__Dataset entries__
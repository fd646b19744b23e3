use super::element::{Element, HYDROGEN_MASS};

/// Represents a heavy atom in a molecular graph.
///
/// Hydrogens are never stored as atoms; they are folded into the `hydrogens` count of
/// the heavy atom they are attached to. Atoms read from a bracket expression keep the
/// hydrogen count that was written, while unbracketed atoms have it recomputed from
/// their default valence whenever the surrounding bonds change.
#[derive(Debug, Clone, PartialEq, Eq, Hash)]
pub struct Atom {
    /// The chemical element.
    pub element: Element,
    /// Whether the atom is part of an aromatic system (written in lowercase).
    pub aromatic: bool,
    /// Formal charge in elementary charge units.
    pub charge: i8,
    /// Explicit mass number, if one was written.
    pub isotope: Option<u16>,
    /// Number of attached hydrogens, implicit or explicit.
    pub hydrogens: u8,
    /// Whether the hydrogen count is fixed (bracket atom) rather than derived.
    pub bracket: bool,
}

impl Atom {
    /// Creates an unbracketed, uncharged, non-aromatic atom.
    ///
    /// The hydrogen count starts at zero and is filled in by
    /// [`MolecularGraph::refresh_implicit_hydrogens`](super::graph::MolecularGraph::refresh_implicit_hydrogens).
    pub fn organic(element: Element) -> Self {
        Self {
            element,
            aromatic: false,
            charge: 0,
            isotope: None,
            hydrogens: 0,
            bracket: false,
        }
    }

    /// Creates an unbracketed aromatic atom.
    pub fn aromatic(element: Element) -> Self {
        Self {
            aromatic: true,
            ..Self::organic(element)
        }
    }

    /// Creates a bracket atom with a fixed hydrogen count and charge.
    pub fn bracket(element: Element, hydrogens: u8, charge: i8) -> Self {
        Self {
            element,
            aromatic: false,
            charge,
            isotope: None,
            hydrogens,
            bracket: true,
        }
    }

    pub fn with_aromatic(mut self, aromatic: bool) -> Self {
        self.aromatic = aromatic;
        self
    }

    pub fn with_isotope(mut self, isotope: Option<u16>) -> Self {
        self.isotope = isotope;
        self
    }

    /// Returns the symbol as it appears in SMILES (lowercase when aromatic).
    pub fn smiles_symbol(&self) -> String {
        if self.aromatic {
            self.element.symbol().to_lowercase()
        } else {
            self.element.symbol().to_string()
        }
    }

    /// Mass of the atom including its attached hydrogens.
    pub fn mass(&self) -> f64 {
        self.element.atomic_weight() + f64::from(self.hydrogens) * HYDROGEN_MASS
    }

    /// Whether this atom can be written without brackets given its neighbourhood.
    pub fn fits_organic_subset(&self, bond_order_sum: u8) -> bool {
        self.element.is_organic_subset()
            && self.charge == 0
            && self.isotope.is_none()
            && (!self.aromatic || self.element.can_be_aromatic())
            && self.hydrogens == self.element.implicit_hydrogens(bond_order_sum, self.aromatic)
    }
}
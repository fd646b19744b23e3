use super::context::PopulationContext;
use super::error::EngineError;
use super::mutation::{Candidate, MutationEngine};
use super::progress::Progress;
use super::state::{Variant, VariantId};
use crate::core::descriptors::{self, Descriptors};
use crate::core::fingerprint::Fingerprint;
use crate::core::io::traits::StructureAdapter;
use crate::core::scoring::{self, FitnessResult};
use rand::rngs::StdRng;
use rand::{Rng, SeedableRng};
use tracing::{debug, info, instrument};

#[cfg(feature = "parallel")]
use rayon::prelude::*;

/// The outcome of one population run. `dropped` slots exhausted their retries.
#[derive(Debug, Clone)]
pub struct PopulationReport {
    pub variants: Vec<Variant>,
    pub requested: usize,
    pub dropped: usize,
}

struct ScoredCandidate {
    candidate: Candidate,
    descriptors: Descriptors,
    fitness: FitnessResult,
    similarity: f64,
}

/// Mutates `parent` into up to `size` scored variants of the next generation.
///
/// Slots are independent: each has its own RNG derived from the run seed, the
/// generation and the slot number, so the result does not depend on scheduling.
/// Slots that exhaust their retries are dropped and counted in the report.
#[instrument(skip_all, name = "generate_population", fields(generation = parent.generation() + 1, size = size))]
pub fn generate_population<A>(
    parent: &Variant,
    size: usize,
    context: &PopulationContext<'_, A>,
) -> Result<PopulationReport, EngineError>
where
    A: StructureAdapter + Sync,
{
    let generation = parent.generation() + 1;
    let config = context.config;
    let engine = MutationEngine::new(
        context.adapter,
        &config.mutation.vocabulary,
        config.mutation.max_retries,
    )
    .with_cancellation(context.cancel);

    context.reporter.report(Progress::PhaseStart {
        name: "Generating population",
    });
    context.reporter.report(Progress::TaskStart {
        total_steps: size as u64,
    });

    let slots = 0..size;

    #[cfg(not(feature = "parallel"))]
    let iterator = slots;

    #[cfg(feature = "parallel")]
    let iterator = slots.into_par_iter();

    let outcomes: Vec<Option<ScoredCandidate>> = iterator
        .map(|slot| {
            let outcome = run_slot(&engine, parent, generation, slot, context);
            context.reporter.report(Progress::TaskIncrement);
            outcome
        })
        .collect();

    context.reporter.report(Progress::TaskFinish);
    context.reporter.report(Progress::PhaseFinish);

    if context.cancel.is_cancelled() {
        info!(generation, "Population run cancelled; discarding completed slots.");
        return Err(EngineError::Cancelled);
    }

    let threshold = config.selection.nce_similarity_threshold;
    let variants: Vec<Variant> = outcomes
        .into_iter()
        .flatten()
        .enumerate()
        .map(|(index, scored)| Variant {
            id: VariantId::new(generation, index),
            molecule: scored.candidate.molecule,
            parent_id: Some(parent.id),
            cumulative_mutation_count: parent.cumulative_mutation_count
                + scored.candidate.edits.len(),
            mutations_this_step: scored.candidate.edits,
            descriptors: scored.descriptors,
            fitness: scored.fitness,
            similarity_to_seed: scored.similarity,
            novel_entity: scored.similarity < threshold,
        })
        .collect();

    let dropped = size - variants.len();
    if variants.is_empty() {
        return Err(EngineError::EmptyPopulation {
            generation,
            requested: size,
        });
    }

    info!(
        generation,
        produced = variants.len(),
        dropped,
        "Population generated."
    );
    Ok(PopulationReport {
        variants,
        requested: size,
        dropped,
    })
}

fn run_slot<A>(
    engine: &MutationEngine<'_, A>,
    parent: &Variant,
    generation: usize,
    slot: usize,
    context: &PopulationContext<'_, A>,
) -> Option<ScoredCandidate>
where
    A: StructureAdapter + Sync,
{
    if context.cancel.is_cancelled() {
        return None;
    }
    let mut rng = StdRng::seed_from_u64(slot_seed(context.run_seed, generation, slot));
    let edit_count = rng.gen_range(context.config.mutation.edit_range());

    let candidate = match engine.mutate(&parent.molecule, edit_count, &mut rng) {
        Ok(candidate) => candidate,
        Err(exhausted) => {
            debug!(slot, attempts = exhausted.attempts, "Dropping population slot.");
            return None;
        }
    };

    let descriptors = descriptors::describe(&candidate.molecule);
    let fitness = scoring::score(&descriptors, context.weights);
    let similarity = Fingerprint::of(&candidate.molecule).tanimoto(context.seed_fingerprint);
    Some(ScoredCandidate {
        candidate,
        descriptors,
        fitness,
        similarity,
    })
}

/// Derives an independent RNG seed for one slot of one generation.
pub(crate) fn slot_seed(run_seed: u64, generation: usize, slot: usize) -> u64 {
    let generation_seed = splitmix64(run_seed ^ splitmix64(generation as u64));
    splitmix64(generation_seed ^ slot as u64)
}

fn splitmix64(mut z: u64) -> u64 {
    z = z.wrapping_add(0x9E37_79B9_7F4A_7C15);
    z = (z ^ (z >> 30)).wrapping_mul(0xBF58_476D_1CE4_E5B9);
    z = (z ^ (z >> 27)).wrapping_mul(0x94D0_49BB_1331_11EB);
    z ^ (z >> 31)
}
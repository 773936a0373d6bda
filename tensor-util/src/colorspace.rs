use anyhow::Context;
use candle_core::Tensor;

/// Saturation adjustment of an `(N, C, H, W)` RGB tensor
///
/// out = gray + factor * (img - gray), clamped to [0, 1],
/// with gray the rec601 luma (0.299 R + 0.587 G + 0.114 B).
/// factor = 1 is exactly the identity.
pub fn adjust_saturation(x_nchw: &Tensor, factor: f64) -> anyhow::Result<Tensor> {
    if factor == 1.0 {
        return Ok(x_nchw.clone());
    }

    let (_, cc, _, _) = x_nchw
        .dims4()
        .context("adjust_saturation expects an (N, C, H, W) tensor")?;
    if cc < 3 {
        anyhow::bail!("saturation adjustment needs 3 channels, found {}", cc);
    }

    let r = x_nchw.narrow(1, 0, 1)?;
    let g = x_nchw.narrow(1, 1, 1)?;
    let b = x_nchw.narrow(1, 2, 1)?;

    let gray = (r.affine(0.299, 0.)? + g.affine(0.587, 0.)?)?.add(&b.affine(0.114, 0.)?)?;

    let shifted = x_nchw
        .narrow(1, 0, 3)?
        .broadcast_sub(&gray)?
        .affine(factor, 0.)?
        .broadcast_add(&gray)?
        .clamp(0_f32, 1_f32)?;

    Ok(shifted)
}

/// Per-channel mean of an `(N, C, H, W)` tensor across the whole batch
pub fn channel_means(x_nchw: &Tensor) -> anyhow::Result<Vec<f32>> {
    let (_, cc, _, _) = x_nchw
        .dims4()
        .context("channel_means expects an (N, C, H, W) tensor")?;

    let mut means = Vec::with_capacity(cc);
    for c in 0..cc {
        let mean = x_nchw
            .narrow(1, c, 1)?
            .contiguous()?
            .flatten_all()?
            .mean(0)?
            .to_scalar::<f32>()?;
        means.push(mean);
    }
    Ok(means)
}
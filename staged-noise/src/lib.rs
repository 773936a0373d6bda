pub mod cli;
pub mod latent;
pub mod noise_from_image;
pub mod rescale_cfg;
pub mod staged_sampler;
pub mod traits;

pub use candle_core;
pub use tensor_util;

__Directions for this task__
Repeat, word for word, the lines from the start of the records to the line that contains "implicit or explicit.", both of them included, and no others.

__Solution below__
repository fd646b19744b23e3
use super::element::{Element, HYDROGEN_MASS};

/// Represents a heavy atom in a molecular graph.
///
/// Hydrogens are never stored as atoms; they are folded into the `hydrogens` count of
/// the heavy atom they are attached to. Atoms read from a bracket expression keep the
/// hydrogen count that was written, while unbracketed atoms have it recomputed from
/// their default valence whenever the surrounding bonds change.
#[derive(Debug, Clone, PartialEq, Eq, Hash)]
pub struct Atom {
    /// The chemical element.
    pub element: Element,
    /// Whether the atom is part of an aromatic system (written in lowercase).
    pub aromatic: bool,
    /// Formal charge in elementary charge units.
    pub charge: i8,
    /// Explicit mass number, if one was written.
    pub isotope: Option<u16>,
    /// Number of attached hydrogens, implicit or explicit.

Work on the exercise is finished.